People walk past the headquarters of the People’s Bank of China (PBOC), the central bank, in Beijing, China September 28, 2018. 

Jason Lee | Reuters

BEIJING — China’s latest efforts to stem a bond market rally reveals wider worries among authorities about financial stability, analysts said.

Slow economic growth and tight capital controls have concentrated domestic funds in China’s government bond market, one of the largest in the world. Bloomberg reported Monday, citing sources, that regulators told commercial banks in Jiangxi province not to settle their purchases of government bonds.

Futures showed prices for the 10-year Chinese government bond tumbled to their lowest in nearly a month on Monday, before recovering modestly, according to Wind Information data. Prices move inversely to yields.

“The sovereign bond market is the backbone of the financial sector, even if you run a bank-driven sector like China [or] Europe,” said Alicia Garcia-Herrero, chief economist for Asia-Pacific at Natixis.

She pointed out that in contrast to electronic trading of the bonds by retail investors or asset managers in Europe, banks and insurers tend to hold the government bonds, which implies nominal losses if prices fluctuate significantly.

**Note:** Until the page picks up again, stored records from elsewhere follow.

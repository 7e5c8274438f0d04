use thiserror::Error;

/// Crate-wide result alias.
pub type Result<T> = core::result::Result<T, Error>;

/// Errors surfaced by ingestion and the volatility engine.
///
/// Schema problems (`MissingColumn`, `DuplicateColumn`, `NonNumeric`,
/// `RowWidth`) reject the input wholesale; there is no row-level recovery.
/// An undefined statistic is not an error and is reported as `None` by the
/// computation functions instead.
#[derive(Debug, Error)]
pub enum Error {
    /// A required column is absent after header normalization.
    #[error("required column `{0}` is missing")]
    MissingColumn(&'static str),

    /// Two headers collapse to the same name after trimming.
    #[error("duplicate column `{0}`")]
    DuplicateColumn(String),

    /// A cell that must be numeric holds something else.
    #[error("non-numeric value `{value}` in column `{column}` at row {row}")]
    NonNumeric {
        /// Column the offending cell belongs to.
        column: String,
        /// Zero-based row index of the offending cell.
        row: usize,
        /// The raw cell content, or `<empty>` for a blank cell.
        value: String,
    },

    /// A row or appended column does not match the frame's dimensions.
    #[error("expected {expected} values, got {got}")]
    RowWidth {
        /// Number of values the frame requires.
        expected: usize,
        /// Number of values actually supplied.
        got: usize,
    },

    /// The annualization scale must be finite and strictly positive.
    #[error("annualization scale must be positive, got {0}")]
    InvalidScale(f64),

    /// Failure while parsing delimited text.
    #[error(transparent)]
    Csv(#[from] csv::Error),

    /// Failure while reading the source file.
    #[error(transparent)]
    Io(#[from] std::io::Error),
}
//! Delimited-text loading.
//!
//! Turns a CSV or TSV file into a [`Frame`]. Fields are trimmed; headers are
//! left untouched so that column-name normalization stays the engine's job.
//! Spreadsheet formats are not parsed here; callers holding such data build
//! a [`Frame`] directly.

use std::{fs::File, io::Read, path::Path};

use csv::{ReaderBuilder, Trim};
use tracing::info;

use crate::{Cell, Frame, Result};

/// Reads a delimited-text file into a frame.
///
/// The delimiter is picked from the extension: `.tsv` means tab, anything
/// else means comma. Row order in the file is preserved.
///
/// # Arguments
///
/// * `path` - The file to read
///
/// # Returns
///
/// * `Result<Frame>` - The parsed frame, or an `Io`/`Csv`/schema error
pub fn read_csv_path(path: impl AsRef<Path>) -> Result<Frame> {
    let path = path.as_ref();
    let delimiter = match path.extension().and_then(|ext| ext.to_str()) {
        Some("tsv") => b'\t',
        _ => b',',
    };

    let frame = read_csv_reader(File::open(path)?, delimiter)?;
    info!(
        path = %path.display(),
        rows = frame.row_count(),
        columns = frame.column_names().len(),
        "loaded price series"
    );
    Ok(frame)
}

/// Reads delimited text from any reader into a frame.
///
/// This is the entry point for upload handlers that hold bytes rather than
/// a path. The first record is taken as the header row.
///
/// # Arguments
///
/// * `reader` - The delimited-text source
/// * `delimiter` - The field delimiter, e.g. `b','`
///
/// # Returns
///
/// * `Result<Frame>` - The parsed frame, or a `Csv`/schema error
pub fn read_csv_reader<R: Read>(reader: R, delimiter: u8) -> Result<Frame> {
    let mut rdr = ReaderBuilder::new()
        .delimiter(delimiter)
        .trim(Trim::Fields)
        .from_reader(reader);

    let headers: Vec<String> = rdr.headers()?.iter().map(str::to_owned).collect();
    let mut frame = Frame::new(headers)?;
    for record in rdr.records() {
        frame.push_row(record?.iter().map(parse_cell).collect())?;
    }
    Ok(frame)
}

fn parse_cell(field: &str) -> Cell {
    if field.is_empty() {
        Cell::Empty
    } else if let Ok(value) = field.parse::<f64>() {
        Cell::Number(value)
    } else {
        Cell::Text(field.to_owned())
    }
}
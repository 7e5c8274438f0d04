use num_traits::Float;

use tracing::debug;

use crate::{
    CLOSE, Cell, Error, Frame, Kbn, Result,
    returns::{DAILY_RETURNS, compute_returns},
};

/// Conventional number of trading days per year for fixed annualization.
pub const TRADING_DAYS_PER_YEAR: f64 = 252.0;

/// Annualization policy: how many return periods a year is taken to hold.
///
/// The two policies are distinct and not equivalent; pick the one that
/// matches how the dataset is understood.
#[derive(Debug, Clone, Copy, PartialEq)]
pub enum Scale {
    /// A constant period count, conventionally [`TRADING_DAYS_PER_YEAR`].
    Fixed(f64),
    /// The dataset's own row count, for length-adaptive annualization.
    SeriesLength,
}

impl Scale {
    /// Resolves the policy to a concrete period count for a dataset with
    /// the given number of rows.
    pub fn resolve(&self, rows: usize) -> f64 {
        match self {
            Self::Fixed(scale) => *scale,
            Self::SeriesLength => rows as f64,
        }
    }
}

impl Default for Scale {
    fn default() -> Self {
        Self::Fixed(TRADING_DAYS_PER_YEAR)
    }
}

/// Daily and annualized volatility of one price series.
///
/// `None` means the statistic is undefined (fewer than two usable return
/// observations). It is a valid result, distinct from zero volatility, and
/// serializes as `null`.
#[derive(Debug, Clone, Copy, PartialEq, serde::Serialize)]
pub struct VolatilityResult {
    /// Sample standard deviation of the defined daily returns.
    pub daily: Option<f64>,
    /// Daily volatility scaled by the square root of the period count.
    pub annualized: Option<f64>,
}

/// Computes the sample standard deviation of a sequence of observations.
///
/// Uses the N−1 denominator and compensated summation. Undefined entries
/// must already be filtered out by the caller; feed it
/// [`ReturnSeries::defined`](crate::ReturnSeries::defined).
///
/// # Arguments
///
/// * `values` - The defined observations
///
/// # Returns
///
/// * `Option<T>` - The sample standard deviation, or `None` with fewer than
///   two observations, where sample variance is undefined
///
/// # Examples
///
/// ```
/// use assert_approx_eq::assert_approx_eq;
/// use historical_volatility::sample_stddev;
///
/// let stddev = sample_stddev([1.0f64, 2.0, 3.0, 4.0]);
/// assert_approx_eq!(stddev.unwrap_or(0.0), 1.2909944487358056, 1e-12);
///
/// assert_eq!(sample_stddev([0.5]), None);
/// ```
pub fn sample_stddev<T: Float + Default>(values: impl IntoIterator<Item = T>) -> Option<T> {
    let mut count = 0usize;
    let mut sum = Kbn::<T>::default();
    let mut sum_sq = Kbn::<T>::default();
    for value in values {
        count += 1;
        sum += value;
        sum_sq += value * value;
    }

    if count < 2 {
        return None;
    }
    let n = T::from(count)?;
    let mean = sum.total() / n;
    let variance = (sum_sq.total() - n * mean * mean) / (n - T::one());
    // Rounding can push a zero-dispersion variance marginally negative.
    Some(variance.max(T::zero()).sqrt())
}

/// Scales a daily volatility to an annualized one.
///
/// # Arguments
///
/// * `daily` - The daily volatility
/// * `scale` - The number of return periods to compound over
///
/// # Returns
///
/// * `Result<T>` - `daily * sqrt(scale)`, or `Error::InvalidScale` unless
///   `scale` is finite and strictly positive
///
/// # Examples
///
/// ```
/// use historical_volatility::annualize;
///
/// assert!((annualize(0.02f64, 9.0)? - 0.06).abs() < 1e-15);
/// assert!(annualize(0.02, 0.0).is_err());
/// # Ok::<(), historical_volatility::Error>(())
/// ```
pub fn annualize<T: Float>(daily: T, scale: T) -> Result<T> {
    if !scale.is_finite() || scale <= T::zero() {
        return Err(Error::InvalidScale(scale.to_f64().unwrap_or(f64::NAN)));
    }
    Ok(daily * scale.sqrt())
}

/// Computes daily and annualized volatility from a tabular price series.
///
/// The engine holds only its annualization policy; every [`run`] is an
/// independent, side-effect-free invocation.
///
/// [`run`]: VolatilityEngine::run
///
/// # Examples
///
/// ```
/// use assert_approx_eq::assert_approx_eq;
/// use historical_volatility::{Cell, Frame, Scale, VolatilityEngine};
///
/// let mut frame = Frame::new(vec!["Close"])?;
/// for close in [100.0, 102.0, 101.0, 101.0, 105.0] {
///     frame.push_row(vec![Cell::Number(close)])?;
/// }
///
/// let engine = VolatilityEngine::new(Scale::Fixed(252.0));
/// let (enriched, result) = engine.run(frame)?;
///
/// assert_approx_eq!(result.daily.unwrap_or(0.0), 0.0219437, 1e-6);
/// assert_approx_eq!(result.annualized.unwrap_or(0.0), 0.3483456, 1e-6);
/// assert!(enriched.contains_column("Daily Returns"));
/// # Ok::<(), historical_volatility::Error>(())
/// ```
#[derive(Debug, Clone, Copy, Default)]
pub struct VolatilityEngine {
    /// Annualization policy applied to every run.
    scale: Scale,
}

impl VolatilityEngine {
    /// Creates an engine with the given annualization policy.
    pub const fn new(scale: Scale) -> Self {
        Self { scale }
    }

    /// Returns the engine's annualization policy.
    pub const fn scale(&self) -> Scale {
        self.scale
    }

    /// Runs the volatility computation over one price series.
    ///
    /// Steps, in order: normalize column names, validate the resolved
    /// scale, extract `Close`, compute daily returns (appended to the frame
    /// as the `Daily Returns` column, undefined entries as empty cells),
    /// take their sample standard deviation, annualize.
    ///
    /// The input frame must not already carry a `Daily Returns` column.
    ///
    /// # Arguments
    ///
    /// * `frame` - The price series, oldest row first
    ///
    /// # Returns
    ///
    /// * `Result<(Frame, VolatilityResult)>` - The enriched frame and the
    ///   two statistics; schema and scale violations fail the whole run
    pub fn run(&self, frame: Frame) -> Result<(Frame, VolatilityResult)> {
        let frame = frame.normalize_columns()?;

        let scale = self.scale.resolve(frame.row_count());
        if !scale.is_finite() || scale <= 0.0 {
            return Err(Error::InvalidScale(scale));
        }

        let closes = frame.numeric_column(CLOSE)?;
        let returns = compute_returns(&closes);
        let daily = sample_stddev(returns.defined());
        let annualized = daily.map(|d| annualize(d, scale)).transpose()?;

        debug!(
            rows = frame.row_count(),
            defined = returns.defined_count(),
            scale,
            "computed volatility"
        );

        let frame = frame.with_column(DAILY_RETURNS, returns.iter().map(Cell::from).collect())?;
        Ok((frame, VolatilityResult { daily, annualized }))
    }
}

The 10-year Chinese government bond yield has abruptly turned higher in recent days, after falling all year to a record low in early August, according to Wind Information data going back to 2010.

At around 2.2%, the Chinese 10-year yield remains far lower than the U.S. 10-year Treasury yield of nearly 4% or higher. The gap reflects how the U.S. Federal Reserve has kept interest rates high, while the People’s Bank of China has been lowering rates in the face of tepid domestic demand.

“The problem is not what it shows [about a weak economy],” Garcia-Herrero said, but “what it means for financial stability.”

“They have [Silicon Valley Bank] in mind, so what that means, corrections in sovereign bond yields having a big impact on your sovereign balance sheet,” she continued, adding that “the potential problem is worse than SVB and that’s why they’re very worried.”

Silicon Valley Bank collapsed in March 2023 in one of the largest U.S. bank failures in recent times. The company’s struggles were largely blamed on shifts in capital allocation due to aggressive rate hikes by the Fed.

PBoC Governor Pan Gongsheng said in a speech in June that central banks need to learn from the Silicon Valley Bank incident, to “promptly correct and block the accumulation of financial market risks.” He called for special attention to the “maturity rate mismatch and interest rate risk of some non-bank entities holding a large number of medium and long-term bonds.” That’s according to CNBC’s translation of his Chinese.

Zerlina Zeng, head of Asia credit strategy, CreditSights, noted that the PBoC has increased intervention in the government bond market, from increased regulatory scrutiny of bond market trading to guidance for state-owned banks to sell Chinese…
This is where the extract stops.